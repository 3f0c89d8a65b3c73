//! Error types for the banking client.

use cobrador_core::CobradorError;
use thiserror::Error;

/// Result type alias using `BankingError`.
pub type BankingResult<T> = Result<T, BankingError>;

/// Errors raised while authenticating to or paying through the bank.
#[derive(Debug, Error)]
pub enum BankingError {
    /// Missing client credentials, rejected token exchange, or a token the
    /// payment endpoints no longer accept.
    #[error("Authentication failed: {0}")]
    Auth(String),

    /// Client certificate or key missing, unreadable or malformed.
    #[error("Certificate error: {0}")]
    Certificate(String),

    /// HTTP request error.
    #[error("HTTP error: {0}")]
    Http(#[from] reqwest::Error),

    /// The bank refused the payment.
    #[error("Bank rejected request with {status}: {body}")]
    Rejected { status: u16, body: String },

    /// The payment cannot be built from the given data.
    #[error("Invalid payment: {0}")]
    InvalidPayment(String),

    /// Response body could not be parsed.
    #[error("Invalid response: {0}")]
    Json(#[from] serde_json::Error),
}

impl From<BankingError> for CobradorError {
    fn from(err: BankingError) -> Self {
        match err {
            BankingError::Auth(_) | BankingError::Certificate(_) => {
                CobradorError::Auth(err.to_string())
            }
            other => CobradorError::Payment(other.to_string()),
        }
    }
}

--

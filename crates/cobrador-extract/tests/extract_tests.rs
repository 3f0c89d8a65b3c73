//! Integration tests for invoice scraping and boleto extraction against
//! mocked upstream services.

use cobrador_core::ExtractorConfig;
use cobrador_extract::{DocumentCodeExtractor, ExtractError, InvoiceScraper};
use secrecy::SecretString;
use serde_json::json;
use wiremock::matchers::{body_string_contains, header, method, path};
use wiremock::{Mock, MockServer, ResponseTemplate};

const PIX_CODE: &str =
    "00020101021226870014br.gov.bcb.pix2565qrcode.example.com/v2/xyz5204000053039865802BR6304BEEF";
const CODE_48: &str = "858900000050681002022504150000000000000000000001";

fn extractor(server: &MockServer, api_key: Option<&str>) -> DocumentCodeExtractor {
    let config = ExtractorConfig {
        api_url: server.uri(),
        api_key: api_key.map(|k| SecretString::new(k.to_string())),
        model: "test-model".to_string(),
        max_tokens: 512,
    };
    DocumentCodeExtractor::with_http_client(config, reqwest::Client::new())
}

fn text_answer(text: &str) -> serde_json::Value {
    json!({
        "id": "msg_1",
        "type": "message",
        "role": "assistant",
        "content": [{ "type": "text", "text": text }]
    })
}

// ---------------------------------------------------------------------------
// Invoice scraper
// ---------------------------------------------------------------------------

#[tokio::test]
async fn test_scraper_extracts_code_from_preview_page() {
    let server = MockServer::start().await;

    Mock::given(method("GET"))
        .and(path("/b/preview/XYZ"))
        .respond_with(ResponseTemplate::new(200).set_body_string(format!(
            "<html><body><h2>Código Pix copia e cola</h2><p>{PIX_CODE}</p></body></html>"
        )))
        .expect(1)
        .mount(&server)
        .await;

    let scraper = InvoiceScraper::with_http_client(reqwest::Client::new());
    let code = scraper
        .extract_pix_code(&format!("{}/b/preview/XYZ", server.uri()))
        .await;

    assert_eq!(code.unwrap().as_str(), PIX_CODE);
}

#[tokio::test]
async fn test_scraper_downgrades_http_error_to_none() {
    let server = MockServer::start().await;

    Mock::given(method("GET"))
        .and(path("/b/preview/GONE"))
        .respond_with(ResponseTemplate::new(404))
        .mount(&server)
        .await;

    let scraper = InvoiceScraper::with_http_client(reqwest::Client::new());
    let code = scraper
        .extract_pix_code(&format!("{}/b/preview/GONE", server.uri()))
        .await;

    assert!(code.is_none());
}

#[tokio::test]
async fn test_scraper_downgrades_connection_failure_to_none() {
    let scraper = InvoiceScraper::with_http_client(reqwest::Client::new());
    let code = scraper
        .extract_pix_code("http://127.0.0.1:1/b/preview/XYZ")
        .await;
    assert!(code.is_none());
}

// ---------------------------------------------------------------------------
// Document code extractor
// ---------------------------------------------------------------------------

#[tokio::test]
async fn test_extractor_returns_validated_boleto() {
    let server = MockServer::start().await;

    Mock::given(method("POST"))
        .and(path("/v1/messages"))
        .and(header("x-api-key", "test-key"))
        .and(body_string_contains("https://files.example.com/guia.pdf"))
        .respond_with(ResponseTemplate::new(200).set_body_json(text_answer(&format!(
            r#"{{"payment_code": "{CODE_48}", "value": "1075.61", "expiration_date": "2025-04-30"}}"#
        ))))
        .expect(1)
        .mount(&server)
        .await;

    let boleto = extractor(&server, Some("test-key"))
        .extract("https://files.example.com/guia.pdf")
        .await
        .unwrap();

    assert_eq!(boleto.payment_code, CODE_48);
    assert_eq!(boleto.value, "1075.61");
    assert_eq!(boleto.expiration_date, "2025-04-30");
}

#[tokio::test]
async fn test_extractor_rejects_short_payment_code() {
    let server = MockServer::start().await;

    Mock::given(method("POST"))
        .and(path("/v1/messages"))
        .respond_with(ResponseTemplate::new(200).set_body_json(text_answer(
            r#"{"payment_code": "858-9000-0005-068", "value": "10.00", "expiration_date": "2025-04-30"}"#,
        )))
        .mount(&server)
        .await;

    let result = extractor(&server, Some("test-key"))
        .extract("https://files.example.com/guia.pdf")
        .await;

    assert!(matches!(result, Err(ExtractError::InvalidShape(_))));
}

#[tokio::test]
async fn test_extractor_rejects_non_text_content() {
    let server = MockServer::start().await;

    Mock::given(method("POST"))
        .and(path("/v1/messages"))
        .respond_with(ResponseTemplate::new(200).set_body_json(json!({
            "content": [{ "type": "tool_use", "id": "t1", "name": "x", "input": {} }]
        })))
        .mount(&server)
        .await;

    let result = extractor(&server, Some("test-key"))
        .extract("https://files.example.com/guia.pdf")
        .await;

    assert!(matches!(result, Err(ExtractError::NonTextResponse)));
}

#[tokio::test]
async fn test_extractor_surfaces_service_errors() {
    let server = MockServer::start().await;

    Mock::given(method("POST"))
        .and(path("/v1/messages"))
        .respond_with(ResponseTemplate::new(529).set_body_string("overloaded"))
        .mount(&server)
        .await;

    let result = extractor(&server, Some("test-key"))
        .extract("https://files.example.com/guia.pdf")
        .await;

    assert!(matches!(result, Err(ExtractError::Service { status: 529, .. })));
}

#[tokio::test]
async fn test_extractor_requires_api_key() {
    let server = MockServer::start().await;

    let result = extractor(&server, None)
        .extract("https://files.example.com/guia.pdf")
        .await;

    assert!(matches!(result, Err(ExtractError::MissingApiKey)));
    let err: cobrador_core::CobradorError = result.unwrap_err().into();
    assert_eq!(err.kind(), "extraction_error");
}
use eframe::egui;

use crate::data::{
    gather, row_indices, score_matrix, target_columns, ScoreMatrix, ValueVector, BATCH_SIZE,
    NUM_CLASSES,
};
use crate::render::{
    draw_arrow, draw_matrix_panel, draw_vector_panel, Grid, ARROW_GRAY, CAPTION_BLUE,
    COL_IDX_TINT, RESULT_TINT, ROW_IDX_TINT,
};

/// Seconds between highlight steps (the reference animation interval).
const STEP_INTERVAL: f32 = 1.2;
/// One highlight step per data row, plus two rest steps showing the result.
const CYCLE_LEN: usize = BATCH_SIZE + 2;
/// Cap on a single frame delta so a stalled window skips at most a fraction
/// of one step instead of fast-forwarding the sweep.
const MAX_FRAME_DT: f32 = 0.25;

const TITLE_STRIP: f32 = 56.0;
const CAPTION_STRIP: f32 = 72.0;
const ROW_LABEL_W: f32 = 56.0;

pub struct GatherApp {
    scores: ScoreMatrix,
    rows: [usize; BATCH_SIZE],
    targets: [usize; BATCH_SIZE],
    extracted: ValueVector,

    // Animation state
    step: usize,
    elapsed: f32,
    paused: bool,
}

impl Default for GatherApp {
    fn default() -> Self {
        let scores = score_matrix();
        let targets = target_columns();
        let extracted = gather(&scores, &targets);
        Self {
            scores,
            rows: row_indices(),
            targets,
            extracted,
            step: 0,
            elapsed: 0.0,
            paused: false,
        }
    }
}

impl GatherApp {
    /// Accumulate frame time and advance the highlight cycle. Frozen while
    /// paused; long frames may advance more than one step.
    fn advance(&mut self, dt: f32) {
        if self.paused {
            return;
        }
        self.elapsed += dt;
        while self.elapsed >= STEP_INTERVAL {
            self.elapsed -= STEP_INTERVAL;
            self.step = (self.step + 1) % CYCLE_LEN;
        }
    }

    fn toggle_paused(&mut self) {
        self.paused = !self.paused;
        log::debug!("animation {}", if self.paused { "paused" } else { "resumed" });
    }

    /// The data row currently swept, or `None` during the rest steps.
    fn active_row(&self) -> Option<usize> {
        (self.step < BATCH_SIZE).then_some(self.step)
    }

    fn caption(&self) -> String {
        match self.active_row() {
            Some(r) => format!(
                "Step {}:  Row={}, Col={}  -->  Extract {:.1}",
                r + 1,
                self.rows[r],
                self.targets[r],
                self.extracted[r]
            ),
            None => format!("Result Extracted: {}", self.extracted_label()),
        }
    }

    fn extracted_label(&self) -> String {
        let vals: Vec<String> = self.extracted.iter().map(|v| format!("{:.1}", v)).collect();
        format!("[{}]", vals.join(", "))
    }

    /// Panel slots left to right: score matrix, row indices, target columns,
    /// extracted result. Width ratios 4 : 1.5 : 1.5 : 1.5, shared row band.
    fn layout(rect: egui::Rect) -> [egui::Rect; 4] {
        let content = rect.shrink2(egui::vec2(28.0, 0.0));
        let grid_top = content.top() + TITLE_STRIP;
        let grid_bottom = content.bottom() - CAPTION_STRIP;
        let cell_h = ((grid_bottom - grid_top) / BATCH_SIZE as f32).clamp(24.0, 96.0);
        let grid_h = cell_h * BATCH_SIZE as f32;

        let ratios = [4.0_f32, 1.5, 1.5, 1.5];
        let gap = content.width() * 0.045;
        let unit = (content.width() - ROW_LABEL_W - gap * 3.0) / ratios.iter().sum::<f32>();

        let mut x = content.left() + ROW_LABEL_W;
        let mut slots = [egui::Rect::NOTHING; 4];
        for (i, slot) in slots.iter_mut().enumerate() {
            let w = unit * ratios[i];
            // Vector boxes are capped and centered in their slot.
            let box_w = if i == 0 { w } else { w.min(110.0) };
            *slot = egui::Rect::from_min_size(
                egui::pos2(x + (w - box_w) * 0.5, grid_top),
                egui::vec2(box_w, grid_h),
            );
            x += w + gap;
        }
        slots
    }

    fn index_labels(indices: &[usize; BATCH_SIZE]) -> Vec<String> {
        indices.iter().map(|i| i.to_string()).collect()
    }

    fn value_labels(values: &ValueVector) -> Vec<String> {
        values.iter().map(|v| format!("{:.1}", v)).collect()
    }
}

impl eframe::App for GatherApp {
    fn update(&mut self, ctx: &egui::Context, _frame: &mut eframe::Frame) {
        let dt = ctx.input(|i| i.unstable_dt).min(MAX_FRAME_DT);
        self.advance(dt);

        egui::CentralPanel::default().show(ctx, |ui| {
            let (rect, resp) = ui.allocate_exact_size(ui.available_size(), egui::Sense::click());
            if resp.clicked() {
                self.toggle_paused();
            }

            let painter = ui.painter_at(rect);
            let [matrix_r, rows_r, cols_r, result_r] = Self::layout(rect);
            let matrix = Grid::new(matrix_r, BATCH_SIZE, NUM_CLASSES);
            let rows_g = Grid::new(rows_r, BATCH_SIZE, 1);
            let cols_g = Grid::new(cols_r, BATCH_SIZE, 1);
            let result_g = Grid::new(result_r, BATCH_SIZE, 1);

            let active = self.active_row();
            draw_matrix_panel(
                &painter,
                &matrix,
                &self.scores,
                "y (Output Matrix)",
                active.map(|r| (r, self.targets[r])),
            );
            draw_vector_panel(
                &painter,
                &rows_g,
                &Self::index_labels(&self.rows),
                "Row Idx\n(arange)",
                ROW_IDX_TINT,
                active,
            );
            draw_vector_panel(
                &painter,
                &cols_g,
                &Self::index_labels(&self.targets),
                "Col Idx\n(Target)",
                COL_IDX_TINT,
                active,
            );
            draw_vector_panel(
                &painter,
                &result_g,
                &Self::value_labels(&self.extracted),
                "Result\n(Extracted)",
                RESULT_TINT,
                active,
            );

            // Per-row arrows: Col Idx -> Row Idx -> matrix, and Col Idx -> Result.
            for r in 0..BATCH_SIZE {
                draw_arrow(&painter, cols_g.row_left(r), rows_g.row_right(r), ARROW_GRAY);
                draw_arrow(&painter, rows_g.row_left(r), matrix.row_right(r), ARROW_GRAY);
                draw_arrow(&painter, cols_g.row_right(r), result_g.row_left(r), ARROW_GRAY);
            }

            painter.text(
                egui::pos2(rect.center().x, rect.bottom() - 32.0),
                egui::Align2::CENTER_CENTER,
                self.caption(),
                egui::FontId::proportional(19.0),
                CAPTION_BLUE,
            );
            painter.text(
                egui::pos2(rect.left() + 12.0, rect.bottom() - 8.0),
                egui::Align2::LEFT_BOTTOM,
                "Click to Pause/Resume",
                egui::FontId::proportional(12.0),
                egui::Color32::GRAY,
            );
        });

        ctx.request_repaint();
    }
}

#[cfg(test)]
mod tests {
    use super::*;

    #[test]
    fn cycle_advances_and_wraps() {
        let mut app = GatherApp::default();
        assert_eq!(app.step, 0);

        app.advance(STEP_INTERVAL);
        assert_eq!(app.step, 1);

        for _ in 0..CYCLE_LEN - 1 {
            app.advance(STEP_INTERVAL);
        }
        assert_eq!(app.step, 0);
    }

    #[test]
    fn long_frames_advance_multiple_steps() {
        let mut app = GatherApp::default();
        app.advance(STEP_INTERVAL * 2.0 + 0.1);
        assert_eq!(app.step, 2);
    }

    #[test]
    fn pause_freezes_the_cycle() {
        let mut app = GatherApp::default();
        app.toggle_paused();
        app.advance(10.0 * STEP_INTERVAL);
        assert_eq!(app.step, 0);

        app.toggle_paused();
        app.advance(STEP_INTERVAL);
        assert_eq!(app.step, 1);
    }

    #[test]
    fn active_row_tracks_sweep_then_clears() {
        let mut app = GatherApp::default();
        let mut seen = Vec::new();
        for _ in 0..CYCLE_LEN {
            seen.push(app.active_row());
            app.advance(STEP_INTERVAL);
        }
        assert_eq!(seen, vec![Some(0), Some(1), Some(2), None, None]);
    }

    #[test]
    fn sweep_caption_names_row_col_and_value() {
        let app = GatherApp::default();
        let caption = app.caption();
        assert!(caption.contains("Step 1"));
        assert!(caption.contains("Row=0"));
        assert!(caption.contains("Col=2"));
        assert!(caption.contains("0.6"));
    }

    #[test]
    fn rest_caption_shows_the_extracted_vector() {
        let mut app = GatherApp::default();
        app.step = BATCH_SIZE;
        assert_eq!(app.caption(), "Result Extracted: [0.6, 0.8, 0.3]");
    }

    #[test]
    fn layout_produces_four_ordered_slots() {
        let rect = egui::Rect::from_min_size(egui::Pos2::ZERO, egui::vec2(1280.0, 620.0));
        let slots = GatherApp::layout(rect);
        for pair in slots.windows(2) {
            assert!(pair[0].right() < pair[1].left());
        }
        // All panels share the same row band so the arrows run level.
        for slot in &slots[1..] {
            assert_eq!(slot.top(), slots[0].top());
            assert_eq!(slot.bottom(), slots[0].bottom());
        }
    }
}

==

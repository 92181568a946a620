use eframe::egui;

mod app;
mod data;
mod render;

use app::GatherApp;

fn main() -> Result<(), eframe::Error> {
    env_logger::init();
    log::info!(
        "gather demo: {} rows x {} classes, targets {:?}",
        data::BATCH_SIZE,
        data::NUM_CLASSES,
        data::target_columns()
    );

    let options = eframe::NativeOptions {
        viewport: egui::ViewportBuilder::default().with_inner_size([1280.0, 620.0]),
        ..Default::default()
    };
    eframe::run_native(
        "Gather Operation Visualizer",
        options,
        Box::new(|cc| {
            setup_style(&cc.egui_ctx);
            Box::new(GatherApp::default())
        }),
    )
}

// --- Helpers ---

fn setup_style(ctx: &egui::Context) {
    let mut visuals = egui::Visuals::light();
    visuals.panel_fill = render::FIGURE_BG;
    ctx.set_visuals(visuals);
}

▶ _EXERCISE AIM_
In the listing above, locate the line containing "unreadable or malformed." and the line containing "refused the payment.", then transcribe both and every line between them verbatim.

▶ _TASK RESPONSE_
    /// Client certificate or key missing, unreadable or malformed.
    #[error("Certificate error: {0}")]
    Certificate(String),

    /// HTTP request error.
    #[error("HTTP error: {0}")]
    Http(#[from] reqwest::Error),

    /// The bank refused the payment.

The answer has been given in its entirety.